Listed records –
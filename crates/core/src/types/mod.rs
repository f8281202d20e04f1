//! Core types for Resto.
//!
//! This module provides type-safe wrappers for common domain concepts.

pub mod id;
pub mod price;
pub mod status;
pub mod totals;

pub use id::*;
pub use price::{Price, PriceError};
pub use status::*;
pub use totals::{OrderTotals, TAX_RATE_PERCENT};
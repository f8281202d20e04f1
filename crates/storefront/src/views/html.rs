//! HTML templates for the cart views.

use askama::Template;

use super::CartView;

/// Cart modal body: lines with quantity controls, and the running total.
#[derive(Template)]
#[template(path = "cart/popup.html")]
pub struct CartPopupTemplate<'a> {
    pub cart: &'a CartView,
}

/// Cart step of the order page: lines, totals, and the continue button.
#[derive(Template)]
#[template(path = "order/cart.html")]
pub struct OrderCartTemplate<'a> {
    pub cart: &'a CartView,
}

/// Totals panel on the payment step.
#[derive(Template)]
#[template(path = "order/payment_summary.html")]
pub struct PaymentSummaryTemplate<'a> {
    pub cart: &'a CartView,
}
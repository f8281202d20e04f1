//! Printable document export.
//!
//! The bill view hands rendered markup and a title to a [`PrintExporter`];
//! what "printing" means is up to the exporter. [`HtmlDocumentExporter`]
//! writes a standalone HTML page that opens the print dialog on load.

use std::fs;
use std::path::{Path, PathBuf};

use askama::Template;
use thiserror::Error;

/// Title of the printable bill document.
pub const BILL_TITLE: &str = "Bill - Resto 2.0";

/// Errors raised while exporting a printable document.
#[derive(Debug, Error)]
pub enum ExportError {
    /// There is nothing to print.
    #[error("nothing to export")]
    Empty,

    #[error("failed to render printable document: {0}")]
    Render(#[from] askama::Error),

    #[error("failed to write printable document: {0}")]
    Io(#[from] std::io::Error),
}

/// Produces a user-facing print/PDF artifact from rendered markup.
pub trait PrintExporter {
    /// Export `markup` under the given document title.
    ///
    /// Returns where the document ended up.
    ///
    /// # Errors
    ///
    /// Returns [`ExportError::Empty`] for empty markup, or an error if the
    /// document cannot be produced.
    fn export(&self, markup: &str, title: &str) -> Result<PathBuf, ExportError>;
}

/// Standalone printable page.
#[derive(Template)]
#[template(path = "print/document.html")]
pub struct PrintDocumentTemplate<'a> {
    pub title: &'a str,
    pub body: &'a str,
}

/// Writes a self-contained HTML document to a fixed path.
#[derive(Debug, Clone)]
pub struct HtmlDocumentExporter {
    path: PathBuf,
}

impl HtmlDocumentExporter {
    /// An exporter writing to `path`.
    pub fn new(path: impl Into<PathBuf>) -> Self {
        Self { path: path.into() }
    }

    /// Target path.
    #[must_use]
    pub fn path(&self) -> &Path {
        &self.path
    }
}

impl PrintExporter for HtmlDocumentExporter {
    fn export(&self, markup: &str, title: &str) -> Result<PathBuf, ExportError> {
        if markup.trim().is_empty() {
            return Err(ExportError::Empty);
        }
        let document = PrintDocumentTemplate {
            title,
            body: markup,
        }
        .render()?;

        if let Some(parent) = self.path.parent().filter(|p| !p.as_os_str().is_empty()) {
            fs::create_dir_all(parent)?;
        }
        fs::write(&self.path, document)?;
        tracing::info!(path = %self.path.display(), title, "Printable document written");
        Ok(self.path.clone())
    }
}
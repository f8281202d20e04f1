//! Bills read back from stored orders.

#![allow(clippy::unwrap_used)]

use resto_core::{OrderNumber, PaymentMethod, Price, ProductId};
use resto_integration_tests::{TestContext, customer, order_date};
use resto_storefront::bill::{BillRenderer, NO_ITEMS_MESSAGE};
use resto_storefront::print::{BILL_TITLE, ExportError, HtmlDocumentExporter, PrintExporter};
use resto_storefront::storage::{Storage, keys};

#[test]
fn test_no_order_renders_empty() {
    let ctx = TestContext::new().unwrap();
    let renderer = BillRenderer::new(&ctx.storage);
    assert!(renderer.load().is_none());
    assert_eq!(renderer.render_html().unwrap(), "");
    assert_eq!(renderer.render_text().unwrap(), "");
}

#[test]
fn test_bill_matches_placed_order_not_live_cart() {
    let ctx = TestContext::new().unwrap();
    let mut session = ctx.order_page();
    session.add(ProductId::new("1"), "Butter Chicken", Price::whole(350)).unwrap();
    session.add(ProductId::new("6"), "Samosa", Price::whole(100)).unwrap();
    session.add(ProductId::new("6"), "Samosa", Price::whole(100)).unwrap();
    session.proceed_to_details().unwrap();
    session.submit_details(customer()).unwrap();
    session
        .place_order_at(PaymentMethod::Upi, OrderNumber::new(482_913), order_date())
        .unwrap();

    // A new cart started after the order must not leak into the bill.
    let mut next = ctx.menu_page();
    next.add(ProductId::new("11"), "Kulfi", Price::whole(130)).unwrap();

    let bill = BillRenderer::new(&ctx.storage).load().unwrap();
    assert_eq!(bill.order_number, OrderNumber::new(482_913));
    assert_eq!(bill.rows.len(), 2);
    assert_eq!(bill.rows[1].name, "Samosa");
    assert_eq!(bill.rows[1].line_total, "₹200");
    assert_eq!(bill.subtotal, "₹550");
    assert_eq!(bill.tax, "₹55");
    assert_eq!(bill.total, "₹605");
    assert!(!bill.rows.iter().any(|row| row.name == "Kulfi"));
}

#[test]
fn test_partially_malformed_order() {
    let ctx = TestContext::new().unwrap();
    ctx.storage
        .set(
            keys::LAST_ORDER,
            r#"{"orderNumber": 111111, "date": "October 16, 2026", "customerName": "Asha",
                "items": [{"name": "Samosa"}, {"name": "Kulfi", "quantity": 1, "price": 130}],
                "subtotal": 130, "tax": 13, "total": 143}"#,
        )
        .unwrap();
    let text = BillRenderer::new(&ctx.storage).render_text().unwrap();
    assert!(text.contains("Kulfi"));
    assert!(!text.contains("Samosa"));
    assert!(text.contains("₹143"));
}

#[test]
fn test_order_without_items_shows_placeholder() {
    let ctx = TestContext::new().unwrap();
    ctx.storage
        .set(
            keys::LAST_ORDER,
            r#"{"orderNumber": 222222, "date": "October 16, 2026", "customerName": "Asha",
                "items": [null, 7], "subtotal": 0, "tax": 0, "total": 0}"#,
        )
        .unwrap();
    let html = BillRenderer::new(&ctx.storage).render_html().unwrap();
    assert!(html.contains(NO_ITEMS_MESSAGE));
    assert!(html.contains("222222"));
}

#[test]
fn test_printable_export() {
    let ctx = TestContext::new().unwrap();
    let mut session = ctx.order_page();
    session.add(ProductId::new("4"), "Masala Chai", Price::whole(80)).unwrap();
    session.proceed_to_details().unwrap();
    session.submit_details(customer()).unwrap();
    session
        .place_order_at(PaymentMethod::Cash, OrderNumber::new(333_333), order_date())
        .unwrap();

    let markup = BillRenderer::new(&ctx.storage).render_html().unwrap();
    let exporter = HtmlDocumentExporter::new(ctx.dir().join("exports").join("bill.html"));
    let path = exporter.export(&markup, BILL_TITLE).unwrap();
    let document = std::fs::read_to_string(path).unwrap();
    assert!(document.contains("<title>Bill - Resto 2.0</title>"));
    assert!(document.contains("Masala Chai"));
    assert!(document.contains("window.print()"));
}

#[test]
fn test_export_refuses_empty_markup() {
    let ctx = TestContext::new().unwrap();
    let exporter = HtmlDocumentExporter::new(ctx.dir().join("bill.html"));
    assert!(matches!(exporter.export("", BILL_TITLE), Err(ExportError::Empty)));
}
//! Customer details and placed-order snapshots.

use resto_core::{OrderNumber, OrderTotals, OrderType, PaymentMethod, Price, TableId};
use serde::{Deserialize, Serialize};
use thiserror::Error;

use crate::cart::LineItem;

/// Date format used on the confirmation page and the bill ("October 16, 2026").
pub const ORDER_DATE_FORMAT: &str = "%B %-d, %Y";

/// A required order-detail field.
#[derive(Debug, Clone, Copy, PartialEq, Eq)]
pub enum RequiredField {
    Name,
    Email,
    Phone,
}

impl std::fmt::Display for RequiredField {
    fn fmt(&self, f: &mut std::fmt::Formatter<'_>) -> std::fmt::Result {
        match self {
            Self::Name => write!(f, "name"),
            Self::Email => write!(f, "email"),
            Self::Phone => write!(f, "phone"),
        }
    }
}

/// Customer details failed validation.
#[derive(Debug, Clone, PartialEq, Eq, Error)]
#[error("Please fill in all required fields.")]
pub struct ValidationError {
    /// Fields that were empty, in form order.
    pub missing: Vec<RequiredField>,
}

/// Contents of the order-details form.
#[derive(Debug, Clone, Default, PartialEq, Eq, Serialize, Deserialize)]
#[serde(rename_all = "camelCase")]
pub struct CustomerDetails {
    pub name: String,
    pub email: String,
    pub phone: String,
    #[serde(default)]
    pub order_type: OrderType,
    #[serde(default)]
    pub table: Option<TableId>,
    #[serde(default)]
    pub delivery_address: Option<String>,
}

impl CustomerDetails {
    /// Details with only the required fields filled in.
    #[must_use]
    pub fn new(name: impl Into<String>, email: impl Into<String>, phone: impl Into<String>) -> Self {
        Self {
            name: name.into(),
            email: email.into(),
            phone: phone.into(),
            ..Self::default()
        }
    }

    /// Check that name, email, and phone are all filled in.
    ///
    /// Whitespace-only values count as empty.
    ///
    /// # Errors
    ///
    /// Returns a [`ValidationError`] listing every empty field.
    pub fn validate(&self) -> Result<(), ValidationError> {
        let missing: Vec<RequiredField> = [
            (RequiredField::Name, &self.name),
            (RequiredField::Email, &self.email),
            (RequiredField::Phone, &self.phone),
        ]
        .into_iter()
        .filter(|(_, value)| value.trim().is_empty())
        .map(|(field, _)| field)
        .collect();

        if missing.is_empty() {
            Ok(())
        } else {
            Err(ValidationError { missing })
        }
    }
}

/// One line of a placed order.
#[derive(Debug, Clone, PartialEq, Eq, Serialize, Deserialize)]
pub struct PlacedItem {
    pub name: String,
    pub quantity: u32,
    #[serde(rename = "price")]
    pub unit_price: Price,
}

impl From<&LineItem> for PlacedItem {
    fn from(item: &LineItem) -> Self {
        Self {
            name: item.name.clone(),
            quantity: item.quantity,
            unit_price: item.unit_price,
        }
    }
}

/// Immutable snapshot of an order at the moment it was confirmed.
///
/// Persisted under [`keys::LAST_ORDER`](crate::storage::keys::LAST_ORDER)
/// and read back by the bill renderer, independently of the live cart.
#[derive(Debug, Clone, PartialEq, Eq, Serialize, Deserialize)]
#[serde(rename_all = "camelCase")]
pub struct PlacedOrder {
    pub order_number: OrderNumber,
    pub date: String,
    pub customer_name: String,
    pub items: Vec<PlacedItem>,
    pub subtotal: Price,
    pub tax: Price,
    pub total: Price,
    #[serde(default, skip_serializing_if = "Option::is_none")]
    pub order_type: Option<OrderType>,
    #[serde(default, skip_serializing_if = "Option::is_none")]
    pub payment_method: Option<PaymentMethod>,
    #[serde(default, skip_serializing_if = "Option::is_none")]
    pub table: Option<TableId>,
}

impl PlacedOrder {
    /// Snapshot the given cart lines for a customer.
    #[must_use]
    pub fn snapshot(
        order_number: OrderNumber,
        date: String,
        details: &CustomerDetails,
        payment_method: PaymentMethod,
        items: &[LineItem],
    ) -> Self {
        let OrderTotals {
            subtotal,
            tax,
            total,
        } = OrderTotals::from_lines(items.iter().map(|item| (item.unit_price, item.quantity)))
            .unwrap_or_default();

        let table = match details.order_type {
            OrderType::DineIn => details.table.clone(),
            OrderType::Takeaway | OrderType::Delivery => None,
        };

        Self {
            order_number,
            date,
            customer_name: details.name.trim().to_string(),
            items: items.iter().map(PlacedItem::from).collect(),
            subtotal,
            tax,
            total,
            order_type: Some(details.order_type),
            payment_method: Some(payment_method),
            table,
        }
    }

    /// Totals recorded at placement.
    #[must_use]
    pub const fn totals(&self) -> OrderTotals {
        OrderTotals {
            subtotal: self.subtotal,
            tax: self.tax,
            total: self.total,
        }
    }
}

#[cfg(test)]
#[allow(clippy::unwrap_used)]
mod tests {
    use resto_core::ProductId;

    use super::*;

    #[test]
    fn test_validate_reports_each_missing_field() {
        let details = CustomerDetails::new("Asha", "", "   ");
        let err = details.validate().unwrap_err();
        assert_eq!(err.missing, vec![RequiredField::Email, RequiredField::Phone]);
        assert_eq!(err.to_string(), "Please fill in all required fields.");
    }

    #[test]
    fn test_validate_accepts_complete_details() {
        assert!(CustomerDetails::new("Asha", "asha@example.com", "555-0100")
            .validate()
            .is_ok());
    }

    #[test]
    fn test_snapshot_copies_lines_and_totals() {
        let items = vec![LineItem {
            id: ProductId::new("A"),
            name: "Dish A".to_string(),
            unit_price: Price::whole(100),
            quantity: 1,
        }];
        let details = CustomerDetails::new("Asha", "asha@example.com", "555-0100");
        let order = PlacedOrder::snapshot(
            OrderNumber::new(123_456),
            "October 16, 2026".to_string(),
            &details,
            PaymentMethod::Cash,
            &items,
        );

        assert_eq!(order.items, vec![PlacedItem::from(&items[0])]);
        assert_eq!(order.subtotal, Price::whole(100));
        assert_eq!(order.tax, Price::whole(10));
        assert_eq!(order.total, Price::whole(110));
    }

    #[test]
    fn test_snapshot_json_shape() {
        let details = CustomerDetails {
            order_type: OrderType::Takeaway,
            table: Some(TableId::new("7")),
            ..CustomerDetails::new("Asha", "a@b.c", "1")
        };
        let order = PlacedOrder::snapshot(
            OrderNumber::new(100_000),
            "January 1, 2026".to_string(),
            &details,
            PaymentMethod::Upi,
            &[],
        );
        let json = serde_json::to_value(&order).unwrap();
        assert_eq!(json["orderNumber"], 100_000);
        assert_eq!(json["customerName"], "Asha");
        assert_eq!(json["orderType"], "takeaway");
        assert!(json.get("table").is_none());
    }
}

Description of the task – Every line in the data that holds the string "Samosa" should be returned.

Answer section –
    session.add(ProductId::new("6"), "Samosa", Price::whole(100)).unwrap();
    session.add(ProductId::new("6"), "Samosa", Price::whole(100)).unwrap();
    assert_eq!(bill.rows[1].name, "Samosa");
                "items": [{"name": "Samosa"}, {"name": "Kulfi", "quantity": 1, "price": 130}],
    assert!(!text.contains("Samosa"));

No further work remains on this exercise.